What is Fitzgerald's attitude towards Myrtle Wilson in The Great Gatsby?
Portrayed as a rather pretentious character, Myrtle Wilson is a person who is servile towards wealth, and she captures the excessive worship of materialism of the Jazz Age. Fitzgerald uses this character, who possesses no money of her own, to convey a message about how the desire for money and its false values destroy people.

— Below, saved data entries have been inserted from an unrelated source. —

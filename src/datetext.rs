//! Date/time pattern matching over loosely structured page text.
//!
//! Two patterns are tried in fixed priority order: a timed single-day range
//! ("Fri 2 Jan | 8:00 am - 9:00 am"), then an all-day multi-day range
//! ("Sat 3 Jan - Sat 24 Jan"). Only the first match in the text is used.

use crate::model::{DateTimeMatch, DayMonth};
use regex::Regex;
use std::sync::OnceLock;

const WEEKDAY: &str = r"(?:(?:mon|tue|wed|thu|fri|sat|sun)[a-z]*\s+)?";
const MONTH: &str = r"(jan|feb|mar|apr|may|jun|jul|aug|sep|oct|nov|dec)";
const TIME: &str = r"(\d{1,2}:\d{2}\s*(?:am|pm))";

fn timed_pattern() -> &'static Regex {
    static RE: OnceLock<Regex> = OnceLock::new();
    RE.get_or_init(|| {
        // day month [year] [|] start - end; dash may be hyphen or en-dash
        let pattern = format!(
            r"(?i)\b{WEEKDAY}(\d{{1,2}})\s+{MONTH}[a-z]*(?:\s+(\d{{4}}))?\s*(?:\|\s*)?{TIME}\s*[-–]\s*{TIME}"
        );
        Regex::new(&pattern).expect("timed pattern must compile")
    })
}

fn all_day_pattern() -> &'static Regex {
    static RE: OnceLock<Regex> = OnceLock::new();
    RE.get_or_init(|| {
        let pattern = format!(
            r"(?i)\b{WEEKDAY}(\d{{1,2}})\s+{MONTH}[a-z]*(?:\s+(\d{{4}}))?\s*[-–]\s*{WEEKDAY}(\d{{1,2}})\s+{MONTH}[a-z]*(?:\s+(\d{{4}}))?"
        );
        Regex::new(&pattern).expect("all-day pattern must compile")
    })
}

/// Attempt to recover a date/time structure from a raw text blob. Returns
/// `None` when neither pattern matches; callers must not guess a date.
pub fn match_date_text(text: &str) -> Option<DateTimeMatch> {
    if let Some(caps) = timed_pattern().captures(text) {
        let date = day_month(caps.get(1)?.as_str(), caps.get(2)?.as_str(), caps.get(3))?;
        return Some(DateTimeMatch::Timed {
            date,
            start: caps.get(4)?.as_str().to_string(),
            end: caps.get(5)?.as_str().to_string(),
        });
    }

    if let Some(caps) = all_day_pattern().captures(text) {
        let start = day_month(caps.get(1)?.as_str(), caps.get(2)?.as_str(), caps.get(3))?;
        let end = day_month(caps.get(4)?.as_str(), caps.get(5)?.as_str(), caps.get(6))?;
        return Some(DateTimeMatch::AllDay { start, end });
    }

    None
}

fn day_month(day: &str, month: &str, year: Option<regex::Match<'_>>) -> Option<DayMonth> {
    Some(DayMonth {
        day: day.parse().ok()?,
        month: month_number(month)?,
        year: year.and_then(|m| m.as_str().parse().ok()),
    })
}

/// Day-first reading: the numeric ordinal is always the day, the name the
/// month. Matches the abbreviated month prefix case-insensitively.
pub fn month_number(name: &str) -> Option<u32> {
    const MONTHS: [&str; 12] = [
        "jan", "feb", "mar", "apr", "may", "jun", "jul", "aug", "sep", "oct", "nov", "dec",
    ];
    let lower = name.to_ascii_lowercase();
    MONTHS
        .iter()
        .position(|m| lower.starts_with(m))
        .map(|idx| idx as u32 + 1)
}
//! Card discovery and field extraction from a parsed page.
//!
//! Candidate containers come from a configured CSS selector; each card needs
//! a link and a date match to survive. Cards with partial or ambiguous data
//! are skipped rather than guessed at.

use crate::config::SelectConfig;
use crate::datetext::match_date_text;
use crate::fetch::PageFetcher;
use crate::model::RawCard;
use anyhow::{Result, anyhow};
use chrono::{DateTime, Datelike, NaiveDate, NaiveDateTime};
use regex::Regex;
use scraper::{ElementRef, Html, Selector};
use tracing::{debug, warn};
use url::Url;

/// Compiled structural selectors. Which markup counts as a card is entirely
/// configuration, so retargeting another site never touches this module.
pub struct CardSelectors {
    card: Selector,
    link: Selector,
    title: Selector,
    description: Option<Selector>,
    year_hint_ancestor: Option<String>,
    year_hint_attr: Option<String>,
    pub detail_fallback: bool,
}

impl CardSelectors {
    pub fn compile(config: &SelectConfig) -> Result<Self> {
        Ok(Self {
            card: parse_selector(&config.card)?,
            link: parse_selector(&config.link)?,
            title: parse_selector(&config.title)?,
            description: config
                .description
                .as_deref()
                .map(parse_selector)
                .transpose()?,
            year_hint_ancestor: config.year_hint_ancestor.clone(),
            year_hint_attr: config.year_hint_attr.clone(),
            detail_fallback: config.detail_fallback,
        })
    }
}

fn parse_selector(text: &str) -> Result<Selector> {
    Selector::parse(text).map_err(|err| anyhow!("invalid selector {text}: {err:?}"))
}

#[derive(Debug, Default)]
pub struct ExtractOutcome {
    pub cards: Vec<RawCard>,
    pub seen: usize,
    pub skipped: usize,
}

/// Enumerate candidate containers in one page and pull a `RawCard` out of
/// each one that has a link and a recognizable date. `detail` is consulted
/// once per card, best-effort, when the card's own text has no date match.
pub fn extract_cards(
    html: &str,
    selectors: &CardSelectors,
    base_url: Option<&str>,
    detail: Option<&dyn PageFetcher>,
) -> ExtractOutcome {
    let document = Html::parse_document(html);
    let mut outcome = ExtractOutcome::default();

    for node in document.select(&selectors.card) {
        outcome.seen += 1;

        let Some(href) = first_attr(&node, &selectors.link, "href") else {
            debug!("card has no link; skipping");
            outcome.skipped += 1;
            continue;
        };
        let url = absolutize_url(base_url, href.trim());

        let title = first_text(&node, &selectors.title);

        let text = collapse_whitespace(&node.text().collect::<Vec<_>>().join(" "));
        let matched = match match_date_text(&text) {
            Some(matched) => Some(matched),
            None => detail_page_match(&url, selectors, detail),
        };
        let Some(matched) = matched else {
            debug!(url = %url, "no date pattern matched; skipping card");
            outcome.skipped += 1;
            continue;
        };

        let description = selectors
            .description
            .as_ref()
            .and_then(|sel| first_text(&node, sel));

        let year_hint = ancestor_year_hint(&node, selectors);

        outcome.cards.push(RawCard {
            url,
            title,
            description,
            matched,
            year_hint,
        });
    }

    outcome
}

fn detail_page_match(
    url: &str,
    selectors: &CardSelectors,
    detail: Option<&dyn PageFetcher>,
) -> Option<crate::model::DateTimeMatch> {
    if !selectors.detail_fallback {
        return None;
    }
    let fetcher = detail?;

    match fetcher.fetch(url) {
        Ok(body) => {
            let document = Html::parse_document(&body);
            let text =
                collapse_whitespace(&document.root_element().text().collect::<Vec<_>>().join(" "));
            match_date_text(&text)
        }
        Err(err) => {
            warn!(url = %url, error = %err, "detail page fetch failed; dropping card");
            None
        }
    }
}

fn first_text(node: &ElementRef<'_>, selector: &Selector) -> Option<String> {
    node.select(selector).next().and_then(|el| {
        let text = collapse_whitespace(&el.text().collect::<Vec<_>>().join(" "));
        (!text.is_empty()).then_some(text)
    })
}

fn first_attr(node: &ElementRef<'_>, selector: &Selector, attr: &str) -> Option<String> {
    node.select(selector)
        .next()
        .and_then(|el| el.value().attr(attr))
        .map(ToString::to_string)
        .filter(|v| !v.trim().is_empty())
}

/// Walk up from the card looking for the configured ancestor class carrying
/// a machine-readable timestamp attribute; its year is the most reliable
/// signal for listings that span a year boundary.
fn ancestor_year_hint(node: &ElementRef<'_>, selectors: &CardSelectors) -> Option<i32> {
    let class = selectors.year_hint_ancestor.as_deref()?;
    let attr = selectors.year_hint_attr.as_deref()?;

    for ancestor in node.ancestors() {
        let Some(element) = ElementRef::wrap(ancestor) else {
            continue;
        };
        if !element.value().classes().any(|c| c == class) {
            continue;
        }
        if let Some(value) = element.value().attr(attr) {
            return parse_year_hint(value);
        }
    }

    None
}

fn parse_year_hint(value: &str) -> Option<i32> {
    let trimmed = value.trim();

    if let Ok(dt) = DateTime::parse_from_rfc3339(trimmed) {
        return Some(dt.year());
    }
    for format in ["%Y-%m-%dT%H:%M:%S", "%Y-%m-%d %H:%M:%S"] {
        if let Ok(dt) = NaiveDateTime::parse_from_str(trimmed, format) {
            return Some(dt.year());
        }
    }
    if let Ok(date) = NaiveDate::parse_from_str(trimmed, "%Y-%m-%d") {
        return Some(date.year());
    }

    let re = Regex::new(r"(19|20)\d{2}").expect("year hint regex must compile");
    re.find(trimmed).and_then(|m| m.as_str().parse().ok())
}

pub fn absolutize_url(base_url: Option<&str>, value: &str) -> String {
    if value.starts_with("http://") || value.starts_with("https://") {
        return value.to_string();
    }

    if let Some(base) = base_url
        && let Ok(base) = Url::parse(base)
        && let Ok(joined) = base.join(value)
    {
        return joined.to_string();
    }

    value.to_string()
}

pub fn collapse_whitespace(text: &str) -> String {
    text.split_whitespace().collect::<Vec<_>>().join(" ")
}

Myrtle Wilson has no qualms about eschewing her moral obligations to her husband whenever she has the opportunity to pretend that she is a part of the wealthy class. When she is in the apartment in New York City partying with some of Tom Buchanan's friends, Myrtle virtually transforms herself, wearing expensive dresses and assuming a superior attitude. For instance, while she is sitting with Mrs. McKee in the apartment, she says with a condescending attitude in her artificial voice,
"My dear...I'm going to give you this dress as soon as I'm through with it. I've got to get a new one tomorrow. I'm going to make a list of all the things I've got to get. A massage and a wave and a collar for the dog...."
Later, when she has the temerity to be angry about Daisy and shout her name, Tom punches her in the face. Clearly, then, she will never be accepted as anything other than what she is, a lower-class mistress who can feed Tom's sense of superiority. But, Myrtle cannot return to her grey life in the Valley of Ashes without excitement and money. So, one night when she sees what she thinks is Tom in his car, she runs out in front of the car, and is struck not by Tom, but by Daisy, his wife, signifying the futility of striving for materialism and what happiness she thinks it can purchase.